Bu yöntemlerden birini veya birkaçını deneyerek metalik tattan kurtulabilirsiniz:
- Ağız sağlığınızı korumak için düzenli olarak fırçalayın ve diş ipi kullanın.
- Zararlı bakterileri azaltmak için ağızdan durulama kullanın.
- Şekersiz sakız veya nane şekeri çiğnemeyi deneyin.
- Semptomları kötüleştirebilecek asidik ve baharatlı yiyecekleri ortadan kaldırın.
- Bolca su iç.
- Sigara içmekten ve dumansız tütün ürünleri kullanmaktan kaçının.
- Yemeklerinizi metal olmayan mutfak gereçleriyle hazırlayın ve metal olmayan kapları tercih edin.
Kötü tat devam ederse, sağlık uzmanınızla soruna neden olabilecek temel koşullar veya ilaçlar ve semptomlarınızı yönetmenize yardımcı olabilecek tedaviler hakkında konuşun.
Önleme
Anksiyete ağzınızda kalıcı bir metalik tada neden oluyorsa, hayatınızdaki stresi azaltmak iyi bir fikir olabilir. İşte deneyebileceğiniz bazı önleyici stratejiler:
- Bol bol dinlenin. Yorgunsanız anksiyete daha da kötüleşebilir ve yorgunluk daha fazla anksiyeteye yol açabilir.
- Metalik bir tada neden olan ilaçların değiştirilmesi hakkında sağlık uzmanınızla konuşun.
- Kaygı ve stresi azaltmak için akupunktur, yoga ve farkındalık tekniklerini deneyin.
- Amerika Anksiyete ve Depresyon Derneği tarafından önerilen stres düşürücü bir konuşma terapisi olan bilişsel davranışçı terapiyi düşünün.
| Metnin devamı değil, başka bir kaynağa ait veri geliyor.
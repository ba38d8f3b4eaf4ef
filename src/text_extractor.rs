// =============================================================================
// text_extractor.rs — THE MARKUP SHREDDER
// =============================================================================
//
// SEC filings arrive as HTML that was generated by a word processor,
// converted by another tool, and then decorated with inline XBRL by a
// third. Somewhere inside that are sentences. This module digs them out.
//
// Pipeline:
//   1. Parse with scraper and walk the DOM, dropping script/style/noscript
//      and anything hidden (inline XBRL headers love display:none).
//   2. Block elements become blank-line boundaries, <br> becomes a line
//      break, table cells become spaces.
//   3. Normalize whitespace.
//   4. Split on blank lines, then split again wherever a sentence ends and
//      two or more spaces follow.
//
// No attempt is made to understand headers or tables. If it looks like a
// paragraph, it is a paragraph.
// =============================================================================

use std::sync::LazyLock;

use regex::Regex;
use scraper::node::Element;
use scraper::{ElementRef, Html, Node};

/// Elements whose text never reaches the reader.
const SKIPPED_ELEMENTS: &[&str] = &[
    "script", "style", "noscript", "head", "title", "template", "ix:header",
];

/// Elements that start and end a paragraph-ish block.
const BLOCK_ELEMENTS: &[&str] = &[
    "address", "article", "aside", "blockquote", "body", "center", "dd", "div", "dl", "dt",
    "footer", "form", "h1", "h2", "h3", "h4", "h5", "h6", "header", "hr", "li", "main", "nav",
    "ol", "p", "pre", "section", "table", "tbody", "tfoot", "thead", "tr", "ul",
];

/// Table cells: separated, but not paragraph boundaries.
const CELL_ELEMENTS: &[&str] = &["td", "th"];

/// Any whitespace run that does not contain a newline.
static HORIZONTAL_WS: LazyLock<Regex> =
    LazyLock::new(|| Regex::new(r"[^\S\n]+").expect("horizontal whitespace pattern is valid"));

/// Spaces hugging a newline on either side.
static SPACE_AROUND_NEWLINE: LazyLock<Regex> =
    LazyLock::new(|| Regex::new(r" *\n *").expect("newline padding pattern is valid"));

/// Two or more blank lines in a row.
static BLANK_LINE_RUN: LazyLock<Regex> =
    LazyLock::new(|| Regex::new(r"\n{3,}").expect("blank line run pattern is valid"));

/// A blank-line paragraph boundary.
static BLANK_LINE: LazyLock<Regex> =
    LazyLock::new(|| Regex::new(r"\n\s*\n").expect("blank line pattern is valid"));

/// Sentence-ending punctuation followed by two or more whitespace chars.
static SENTENCE_RUN: LazyLock<Regex> =
    LazyLock::new(|| Regex::new(r"[.!?]\s{2,}").expect("sentence run pattern is valid"));

/// Extract visible text from an HTML document and normalize its whitespace.
pub fn extract_text(html: &str) -> String {
    let document = Html::parse_document(html);
    let mut out = String::with_capacity(html.len() / 4);
    walk(document.root_element(), &mut out);
    normalize_whitespace(&out)
}

/// Convenience: markup in, paragraph candidates out.
pub fn extract_paragraphs(html: &str) -> Vec<String> {
    split_into_paragraphs(&extract_text(html))
}

fn walk(element: ElementRef<'_>, out: &mut String) {
    for child in element.children() {
        match child.value() {
            Node::Text(text) => push_collapsible(out, text),
            Node::Element(el) => {
                let name = el.name().to_ascii_lowercase();
                if SKIPPED_ELEMENTS.contains(&name.as_str()) || is_hidden(el) {
                    continue;
                }
                if name == "br" {
                    out.push('\n');
                    continue;
                }
                let Some(child_ref) = ElementRef::wrap(child) else {
                    continue;
                };

                let block = BLOCK_ELEMENTS.contains(&name.as_str());
                let cell = CELL_ELEMENTS.contains(&name.as_str());
                if block {
                    out.push_str("\n\n");
                } else if cell {
                    out.push(' ');
                }
                walk(child_ref, out);
                if block {
                    out.push_str("\n\n");
                } else if cell {
                    out.push(' ');
                }
            }
            _ => {}
        }
    }
}

/// Whitespace inside a text node is layout noise from the source file, so
/// every whitespace char (newlines and &nbsp; included) becomes a space.
fn push_collapsible(out: &mut String, text: &str) {
    out.extend(text.chars().map(|ch| if ch.is_whitespace() { ' ' } else { ch }));
}

fn is_hidden(el: &Element) -> bool {
    if el.attr("hidden").is_some() {
        return true;
    }
    el.attr("style").is_some_and(|style| {
        let compact: String = style
            .chars()
            .filter(|c| !c.is_whitespace())
            .collect::<String>()
            .to_ascii_lowercase();
        compact.contains("display:none")
    })
}

/// Collapse horizontal whitespace to single spaces, strip spaces around line
/// breaks, squeeze runs of blank lines down to one, and trim.
pub fn normalize_whitespace(text: &str) -> String {
    let text = HORIZONTAL_WS.replace_all(text, " ");
    let text = SPACE_AROUND_NEWLINE.replace_all(&text, "\n");
    let text = BLANK_LINE_RUN.replace_all(&text, "\n\n");
    text.trim().to_string()
}

/// Split text into paragraph candidates: first on blank lines, then on
/// runs of concatenated sentences. Units are trimmed and empties dropped.
pub fn split_into_paragraphs(text: &str) -> Vec<String> {
    let mut paragraphs = Vec::new();

    for block in BLANK_LINE.split(text) {
        let block = block.trim();
        if block.is_empty() {
            continue;
        }

        let mut last = 0;
        for m in SENTENCE_RUN.find_iter(block) {
            // Keep the punctuation with the sentence it ends.
            push_unit(&mut paragraphs, &block[last..m.start() + 1]);
            last = m.end();
        }
        push_unit(&mut paragraphs, &block[last..]);
    }

    paragraphs
}

fn push_unit(paragraphs: &mut Vec<String>, unit: &str) {
    let unit = unit.trim();
    if !unit.is_empty() {
        paragraphs.push(unit.to_string());
    }
}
Sağlık uzmanınız, durumu tedavi etmek için bir anti-anksiyete ilacı yazabilir.
Yardım nerede bulunur
Başlamak için iyi bir yer, birinci basamak doktorunuz veya hemşire pratisyeniniz olabilir. Sorunun temelinde yatan bir sağlık sorununun olup olmadığını öğrenmek önemlidir.
Bir terapistle kaygıyı azaltmak ve ağzınızdaki bu tattan kurtulmak hakkında konuşmak isterseniz, yakınlarda yardım bulmanın bazı yolları şunlardır:
- Bölgenizdeki kardeş çevreleri veya kaygı destek gruplarını arayın. Çevrimiçi destek için şunu deneyin:
- Mental Health America’nın İlhamı
- Kabile
- Günlük Güç
- Sarı Kanepe Kolektifi
- Betterhelp, Talkspace veya başka bir terapi sağlayıcısı aracılığıyla çevrimiçi bire bir terapiye göz atın.
- Size yakın bir terapisti bulmak için güvenilir bir çevrimiçi arama aracı kullanın. Şununla başlayabilirsiniz:
- Amerika Psikoloji Derneği
- Amerikan Evlilik ve Aile Terapisi Derneği
- Sizin için doğru terapisti nasıl bulacağınız hakkında daha fazlasını okuyun.
Alt çizgi
Anksiyete, ağzınızda acı veya metalik bir tat dahil olmak üzere çok çeşitli fizyolojik semptomlara neden olabilir.
Araştırmalar, tat değişiklikleri ile stres arasında güçlü bir bağlantı olduğunu göstermiştir - belki de savaş ya da kaç tepkisinin bir parçası olarak vücudunuzda salınan kimyasallar nedeniyle.
Uzun süreli kaygı sağlığınız üzerinde pek çok olumsuz etkiye neden olabileceğinden, stres seviyenizi olabildiğince azaltmak önemlidir.
Konuşma terapisi birçok insan için işe yarar ve ayrıca daha fazla dinlenerek ve yoga ve meditasyon gibi rahatlatıcı aktiviteler uygulayarak endişenizi azaltabilirsiniz.
Daha düşük kaygılı bir yaşam, genel refah duygunuzu iyileştirebilir ve ağzınızdaki o son derece nahoş tadı ortadan kaldırabilir.